Getty Images

Signed into law by President George W. Bush in July, Project BioShield allows the federal government to spend $5.6 billion over 10 years to purchase vaccines and drugs for smallpox, anthrax, botulinum toxin, Ebola virus, plague, and other pathogens and infections. While biotechnology and pharmaceutical companies praised the initiative at the time, most are still sitting on the sidelines, waiting for additional legislation that would make biodefense a more attractive business prospect.

Part of the reason is fear of litigation and huge damage awards. "Large pharmaceutical companies have so far not been interested in BioShield because of fear of being sued" if they make a vaccine or drug that has adverse health effects, says Frank Rapoport, managing partner at McKenna Long & Aldridge in Devon, Pa., which represents drug companies seeking government contracts.

Unlike traditional defense spending by the Pentagon, BioShield neither funds basic research nor mitigates the...

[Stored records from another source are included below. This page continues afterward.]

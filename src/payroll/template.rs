//! Reading and in-place patching of `.xlsx` templates.
//!
//! Values are read through calamine. Writes go straight into the first
//! worksheet's XML so that styles, other sheets and untouched cells
//! survive byte-for-byte.

use std::collections::{BTreeMap, HashMap};
use std::io::{Cursor, Read, Write};

use anyhow::{Context, Result, anyhow};
use calamine::{Data, Reader as _, Xlsx, open_workbook_from_rs};
use quick_xml::Reader;
use quick_xml::Writer;
use quick_xml::events::{BytesEnd, BytesStart, BytesText, Event};
use tracing::debug;
use zip::write::SimpleFileOptions;
use zip::{CompressionMethod, ZipArchive, ZipWriter};

/// Rows above the first data row.
pub const HEADER_ROWS: u32 = 5;

const CALC_CHAIN: &str = "xl/calcChain.xml";
const WORKBOOK: &str = "xl/workbook.xml";
const WORKBOOK_RELS: &str = "xl/_rels/workbook.xml.rels";
const CONTENT_TYPES: &str = "[Content_Types].xml";
const DEFAULT_SHEET: &str = "xl/worksheets/sheet1.xml";

/// `calcPr` must precede these children of `<workbook>`.
const AFTER_CALC_PR: &[&[u8]] = &[
    b"oleSize",
    b"customWorkbookViews",
    b"pivotCaches",
    b"smartTagPr",
    b"smartTagTypes",
    b"webPublishing",
    b"fileRecoveryPr",
    b"webPublishObjects",
    b"extLst",
];

#[derive(Debug, Clone, PartialEq)]
pub enum CellValue {
    Number(f64),
    Text(String),
    /// Formula text without the leading `=`.
    Formula(String),
}

/// Pending writes keyed by (1-based sheet row, 0-based column).
pub type CellWrites = BTreeMap<(u32, u32), CellValue>;

/// `"AG"` → 32.
pub fn column_index(letters: &str) -> Option<u32> {
    if letters.is_empty() {
        return None;
    }
    let mut col: u32 = 0;
    for ch in letters.chars() {
        if !ch.is_ascii_alphabetic() {
            return None;
        }
        col = col * 26 + (ch.to_ascii_uppercase() as u32 - 'A' as u32 + 1);
    }
    Some(col - 1)
}

/// 32 → `"AG"`.
pub fn column_letters(mut index: u32) -> String {
    let mut out = Vec::new();
    loop {
        out.push(b'A' + (index % 26) as u8);
        if index < 26 {
            break;
        }
        index = index / 26 - 1;
    }
    out.reverse();
    String::from_utf8_lossy(&out).into_owned()
}

/// `"AG12"` → (12, 32).
fn parse_cell_ref(r: &str) -> Option<(u32, u32)> {
    let split = r.find(|c: char| c.is_ascii_digit())?;
    let col = column_index(&r[..split])?;
    let row = r[split..].parse().ok()?;
    Some((row, col))
}

/// Column-A text of every data row in the first worksheet, in sheet
/// order. Entry `t` lives on sheet row `t + HEADER_ROWS + 1`.
pub fn employee_column(template: &[u8]) -> Result<Vec<String>> {
    let mut workbook: Xlsx<_> =
        open_workbook_from_rs(Cursor::new(template)).context("template is not a readable .xlsx")?;
    let range = workbook
        .worksheet_range_at(0)
        .ok_or_else(|| anyhow!("template has no worksheet"))?
        .context("first worksheet is unreadable")?;

    let Some((last_row, _)) = range.end() else {
        return Ok(Vec::new());
    };

    Ok((HEADER_ROWS..=last_row)
        .map(|r| {
            range
                .get_value((r, 0))
                .map(cell_text)
                .unwrap_or_default()
        })
        .collect())
}

/// Text form of a cell; integral floats drop their fractional part.
pub fn cell_text(value: &Data) -> String {
    match value {
        Data::Empty => String::new(),
        Data::String(s) => s.trim().to_string(),
        Data::Int(i) => i.to_string(),
        Data::Float(f) if f.fract() == 0.0 && f.abs() < 1e15 => format!("{}", *f as i64),
        other => other.to_string(),
    }
}

/// Apply `writes` to the first worksheet and return the new workbook.
///
/// The calculation chain is dropped and the workbook is flagged for a
/// full recalculation on load, since formulas are written without cached
/// values.
pub fn patch_first_sheet(template: &[u8], writes: &CellWrites) -> Result<Vec<u8>> {
    let mut archive =
        ZipArchive::new(Cursor::new(template)).context("template is not a zip archive")?;

    let workbook_xml = read_entry(&mut archive, WORKBOOK)?;
    let rels_xml = read_entry(&mut archive, WORKBOOK_RELS).unwrap_or_default();
    let sheet_path = first_sheet_path(&workbook_xml, &rels_xml);
    debug!(sheet = %sheet_path, cells = writes.len(), "Patching worksheet");

    let options = SimpleFileOptions::default().compression_method(CompressionMethod::Deflated);
    let mut out = ZipWriter::new(Cursor::new(Vec::new()));

    for i in 0..archive.len() {
        let mut entry = archive.by_index(i)?;
        let name = entry.name().to_string();
        if entry.is_dir() {
            out.add_directory(name, options)?;
            continue;
        }
        if name == CALC_CHAIN {
            continue;
        }

        let mut data = Vec::with_capacity(entry.size() as usize);
        entry.read_to_end(&mut data)?;

        let data = if name == sheet_path {
            patch_sheet_xml(&data, writes)?
        } else if name == WORKBOOK {
            force_full_calc(&data)?
        } else if name == WORKBOOK_RELS {
            drop_empty_elements(&data, b"Relationship", |attrs| {
                attrs
                    .get(b"Target".as_slice())
                    .is_some_and(|t| t.ends_with("calcChain.xml"))
            })?
        } else if name == CONTENT_TYPES {
            drop_empty_elements(&data, b"Override", |attrs| {
                attrs
                    .get(b"PartName".as_slice())
                    .is_some_and(|p| p == "/xl/calcChain.xml")
            })?
        } else {
            data
        };

        out.start_file(name, options)?;
        out.write_all(&data)?;
    }

    Ok(out.finish()?.into_inner())
}

fn read_entry<R: Read + std::io::Seek>(archive: &mut ZipArchive<R>, path: &str) -> Result<String> {
    let mut file = archive
        .by_name(path)
        .with_context(|| format!("{path} missing from template"))?;
    let mut content = String::new();
    file.read_to_string(&mut content)
        .with_context(|| format!("{path} is not UTF-8"))?;
    Ok(content)
}

fn attr_map(e: &BytesStart) -> HashMap<Vec<u8>, String> {
    e.attributes()
        .flatten()
        .map(|a| (a.key.as_ref().to_vec(), String::from_utf8_lossy(&a.value).into_owned()))
        .collect()
}

/// Zip path of the first `<sheet>` listed in the workbook.
fn first_sheet_path(workbook_xml: &str, rels_xml: &str) -> String {
    let mut first_rid = None;
    let mut reader = Reader::from_str(workbook_xml);
    let mut buf = Vec::new();
    loop {
        match reader.read_event_into(&mut buf) {
            Ok(Event::Empty(ref e)) | Ok(Event::Start(ref e)) if e.name().as_ref() == b"sheet" => {
                first_rid = attr_map(e).remove(b"r:id".as_slice());
                break;
            }
            Ok(Event::Eof) | Err(_) => break,
            _ => {}
        }
        buf.clear();
    }

    let Some(rid) = first_rid else {
        return DEFAULT_SHEET.to_string();
    };

    let mut reader = Reader::from_str(rels_xml);
    let mut buf = Vec::new();
    loop {
        match reader.read_event_into(&mut buf) {
            Ok(Event::Empty(ref e)) | Ok(Event::Start(ref e))
                if e.name().as_ref() == b"Relationship" =>
            {
                let attrs = attr_map(e);
                if attrs.get(b"Id".as_slice()) == Some(&rid) {
                    if let Some(target) = attrs.get(b"Target".as_slice()) {
                        return resolve_target(target);
                    }
                }
            }
            Ok(Event::Eof) | Err(_) => break,
            _ => {}
        }
        buf.clear();
    }
    DEFAULT_SHEET.to_string()
}

/// Relationship targets are relative to `xl/` unless absolute.
fn resolve_target(target: &str) -> String {
    match target.strip_prefix('/') {
        Some(absolute) => absolute.to_string(),
        None => format!("xl/{target}"),
    }
}

fn new_writer() -> Writer<Vec<u8>> {
    Writer::new(Vec::new())
}

/// Copy `xml`, dropping empty `<tag/>` elements whose attributes match.
fn drop_empty_elements<F>(xml: &[u8], tag: &[u8], predicate: F) -> Result<Vec<u8>>
where
    F: Fn(&HashMap<Vec<u8>, String>) -> bool,
{
    let mut reader = Reader::from_reader(xml);
    let mut writer = new_writer();
    let mut buf = Vec::new();
    loop {
        match reader.read_event_into(&mut buf)? {
            Event::Eof => break,
            Event::Empty(e) if e.name().as_ref() == tag && predicate(&attr_map(&e)) => {}
            event => writer.write_event(event)?,
        }
        buf.clear();
    }
    Ok(writer.into_inner())
}

fn calc_pr(original: Option<&BytesStart>) -> BytesStart<'static> {
    let mut e = BytesStart::new("calcPr");
    if let Some(orig) = original {
        for attr in orig.attributes().flatten() {
            if attr.key.as_ref() != b"fullCalcOnLoad" {
                e.push_attribute(attr);
            }
        }
    }
    e.push_attribute(("fullCalcOnLoad", "1"));
    e
}

/// Set `fullCalcOnLoad="1"` on `<calcPr>`, adding the element if needed.
fn force_full_calc(xml: &[u8]) -> Result<Vec<u8>> {
    let mut reader = Reader::from_reader(xml);
    let mut writer = new_writer();
    let mut buf = Vec::new();
    let mut done = false;

    loop {
        match reader.read_event_into(&mut buf)? {
            Event::Eof => break,
            Event::Empty(e) if e.name().as_ref() == b"calcPr" => {
                writer.write_event(Event::Empty(calc_pr(Some(&e))))?;
                done = true;
            }
            Event::Start(e) if e.name().as_ref() == b"calcPr" => {
                writer.write_event(Event::Start(calc_pr(Some(&e))))?;
                done = true;
            }
            Event::Start(e) if !done && AFTER_CALC_PR.contains(&e.name().as_ref()) => {
                writer.write_event(Event::Empty(calc_pr(None)))?;
                done = true;
                writer.write_event(Event::Start(e))?;
            }
            Event::Empty(e) if !done && AFTER_CALC_PR.contains(&e.name().as_ref()) => {
                writer.write_event(Event::Empty(calc_pr(None)))?;
                done = true;
                writer.write_event(Event::Empty(e))?;
            }
            Event::End(e) if !done && e.name().as_ref() == b"workbook" => {
                writer.write_event(Event::Empty(calc_pr(None)))?;
                done = true;
                writer.write_event(Event::End(e))?;
            }
            event => writer.write_event(event)?,
        }
        buf.clear();
    }
    Ok(writer.into_inner())
}
pub mod attendance_record;
pub mod calculation_period;
pub mod employee;
pub mod excel_template;
pub mod freee_expense;
pub mod kincone_transportation;

/// A row that belongs to one calculation period and, optionally, to one
/// employee.
pub trait PeriodRecord {
    fn calculation_period_id(&self) -> u64;
    fn employee_id(&self) -> Option<u64>;
}

macro_rules! period_record {
    ($($ty:ty),+ $(,)?) => {
        $(
            impl PeriodRecord for $ty {
                fn calculation_period_id(&self) -> u64 {
                    self.calculation_period_id
                }

                fn employee_id(&self) -> Option<u64> {
                    self.employee_id
                }
            }
        )+
    };
}

period_record!(
    attendance_record::AttendanceRecord,
    attendance_record::NewAttendanceRecord,
    freee_expense::FreeeExpense,
    freee_expense::NewFreeeExpense,
    kincone_transportation::KinconeTransportation,
    kincone_transportation::NewKinconeTransportation,
);
use actix_web::{HttpResponse, ResponseError, http::StatusCode};
use derive_more::Display;
use serde_json::json;
use tracing::error;

/// Errors that end a request. Everything else (row-level import failures,
/// report generation failures) travels inside the response body.
#[derive(Debug, Display)]
pub enum AppError {
    #[display(fmt = "{}", _0)]
    BadRequest(String),
    #[display(fmt = "{}", _0)]
    Unauthorized(String),
    #[display(fmt = "{}", _0)]
    Forbidden(String),
    #[display(fmt = "{}", _0)]
    NotFound(String),
    #[display(fmt = "{}", _0)]
    Conflict(String),
    #[display(fmt = "Internal Server Error")]
    Internal(String),
}

impl AppError {
    pub fn not_found(what: &str) -> Self {
        AppError::NotFound(format!("{what} not found"))
    }

    pub fn forbidden() -> Self {
        AppError::Forbidden("Access denied".to_string())
    }
}

impl std::error::Error for AppError {}

impl ResponseError for AppError {
    fn status_code(&self) -> StatusCode {
        match self {
            AppError::BadRequest(_) => StatusCode::BAD_REQUEST,
            AppError::Unauthorized(_) => StatusCode::UNAUTHORIZED,
            AppError::Forbidden(_) => StatusCode::FORBIDDEN,
            AppError::NotFound(_) => StatusCode::NOT_FOUND,
            AppError::Conflict(_) => StatusCode::CONFLICT,
            AppError::Internal(_) => StatusCode::INTERNAL_SERVER_ERROR,
        }
    }

    fn error_response(&self) -> HttpResponse {
        if let AppError::Internal(detail) = self {
            error!(error = %detail, "Request failed");
        }
        HttpResponse::build(self.status_code()).json(json!({
            "message": self.to_string()
        }))
    }
}

impl From<sqlx::Error> for AppError {
    fn from(e: sqlx::Error) -> Self {
        AppError::Internal(format!("database error: {e}"))
    }
}

impl From<actix_web::error::BlockingError> for AppError {
    fn from(e: actix_web::error::BlockingError) -> Self {
        AppError::Internal(format!("blocking task failed: {e}"))
    }
}

impl From<std::io::Error> for AppError {
    fn from(e: std::io::Error) -> Self {
        AppError::Internal(format!("io error: {e}"))
    }
}

pub type AppResult<T> = Result<T, AppError>;

#[cfg(test)]
mod tests {
    use super::*;

    #[test]
    fn internal_errors_hide_their_detail() {
        let err = AppError::Internal("connection refused".into());
        assert_eq!(err.to_string(), "Internal Server Error");
        assert_eq!(err.status_code(), StatusCode::INTERNAL_SERVER_ERROR);
    }

    #[test]
    fn client_errors_keep_their_message() {
        let err = AppError::not_found("Calculation period");
        assert_eq!(err.to_string(), "Calculation period not found");
        assert_eq!(err.status_code(), StatusCode::NOT_FOUND);
        assert_eq!(AppError::Conflict("x".into()).status_code(), StatusCode::CONFLICT);
    }
}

Project BioShield does give the National Institutes of Health new authority to bypass traditional procedures when awarding urgently needed R&D grants and contracts, and will allow the Food and Drug Administration (FDA) to sidestep usual approval processes to distribute experimental drugs in case of a bioterrorist attack or other emergency.

On the BioShield procurement side, the administration wants to acquire 75 million doses of a second-generation recombinant protective antigen (rPA) vaccine against inhalation anthrax, a polyvalent botulinum antitoxin, a safer second-generation smallpox vaccine, and a pediatric treatment for radiation. Potential future funding candidates include vaccines for Ebola-Marburg and Rift Valley fever, novel antibiotics and anti-infective agents, and a third-generation anthrax vaccine.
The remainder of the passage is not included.